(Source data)
//! Application error types with rich context

use std::path::PathBuf;
use thiserror::Error;

use crate::element::ElementId;

/// Result type alias using our Error type
pub type Result<T> = std::result::Result<T, Error>;

/// Application error types organized by layer/domain
#[derive(Debug, Error)]
pub enum Error {
    // ─────────────────────────────────────────────────────────────
    // Common/Infrastructure Errors
    // ─────────────────────────────────────────────────────────────
    #[error("IO error: {0}")]
    Io(#[from] std::io::Error),

    #[error("JSON parsing error: {0}")]
    Json(#[from] serde_json::Error),

    // ─────────────────────────────────────────────────────────────
    // Scene/Element Errors
    // ─────────────────────────────────────────────────────────────
    #[error("Element {id} not found in scene")]
    ElementNotFound { id: ElementId },

    #[error("Scene error: {message}")]
    Scene { message: String },

    // ─────────────────────────────────────────────────────────────
    // Protocol Errors
    // ─────────────────────────────────────────────────────────────
    #[error("Protocol error: {message}")]
    Protocol { message: String },

    #[error("Transport error: {message}")]
    Transport { message: String },

    #[error("Transport closed")]
    TransportClosed,

    // ─────────────────────────────────────────────────────────────
    // Configuration Errors
    // ─────────────────────────────────────────────────────────────
    #[error("Configuration error: {message}")]
    Config { message: String },

    #[error("Configuration file not found: {path}")]
    ConfigNotFound { path: PathBuf },

    #[error("Invalid schema for class {class}: {message}")]
    Schema { class: String, message: String },
}

// ─────────────────────────────────────────────────────────────────
// Convenience Constructors
// ─────────────────────────────────────────────────────────────────

impl Error {
    pub fn element_not_found(id: ElementId) -> Self {
        Self::ElementNotFound { id }
    }

    pub fn scene(message: impl Into<String>) -> Self {
        Self::Scene {
            message: message.into(),
        }
    }

    pub fn protocol(message: impl Into<String>) -> Self {
        Self::Protocol {
            message: message.into(),
        }
    }

    pub fn transport(message: impl Into<String>) -> Self {
        Self::Transport {
            message: message.into(),
        }
    }

    pub fn config(message: impl Into<String>) -> Self {
        Self::Config {
            message: message.into(),
        }
    }

    pub fn schema(class: impl Into<String>, message: impl Into<String>) -> Self {
        Self::Schema {
            class: class.into(),
            message: message.into(),
        }
    }

    /// Check if this is a recoverable error
    pub fn is_recoverable(&self) -> bool {
        matches!(
            self,
            Error::ElementNotFound { .. }
                | Error::Protocol { .. }
                | Error::Transport { .. }
                | Error::Json(_)
        )
    }

    /// Check if this error should trigger application exit
    pub fn is_fatal(&self) -> bool {
        matches!(self, Error::TransportClosed | Error::Io(_))
    }
}

// ─────────────────────────────────────────────────────────────────
// Error Context Extensions (for use with color-eyre)
// ─────────────────────────────────────────────────────────────────

/// Extension trait for adding context to Results
pub trait ResultExt<T> {
    /// Add context to an error
    fn context(self, context: impl Into<String>) -> Result<T>;

    /// Add context with a closure (lazy evaluation)
    fn with_context<F>(self, f: F) -> Result<T>
    where
        F: FnOnce() -> String;
}

impl<T, E: Into<Error>> ResultExt<T> for std::result::Result<T, E> {
    fn context(self, context: impl Into<String>) -> Result<T> {
        self.map_err(|e| {
            let err = e.into();
            tracing::error!("{}: {:?}", context.into(), err);
            err
        })
    }

    fn with_context<F>(self, f: F) -> Result<T>
    where
        F: FnOnce() -> String,
    {
        self.map_err(|e| {
            let err = e.into();
            tracing::error!("{}: {:?}", f(), err);
            err
        })
    }
}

### What the exercise asks
Copy every line from the data that includes the string "impl".

### Solution to the exercise
impl Error {
    pub fn scene(message: impl Into<String>) -> Self {
    pub fn protocol(message: impl Into<String>) -> Self {
    pub fn transport(message: impl Into<String>) -> Self {
    pub fn config(message: impl Into<String>) -> Self {
    pub fn schema(class: impl Into<String>, message: impl Into<String>) -> Self {
    fn context(self, context: impl Into<String>) -> Result<T>;
impl<T, E: Into<Error>> ResultExt<T> for std::result::Result<T, E> {
    fn context(self, context: impl Into<String>) -> Result<T> {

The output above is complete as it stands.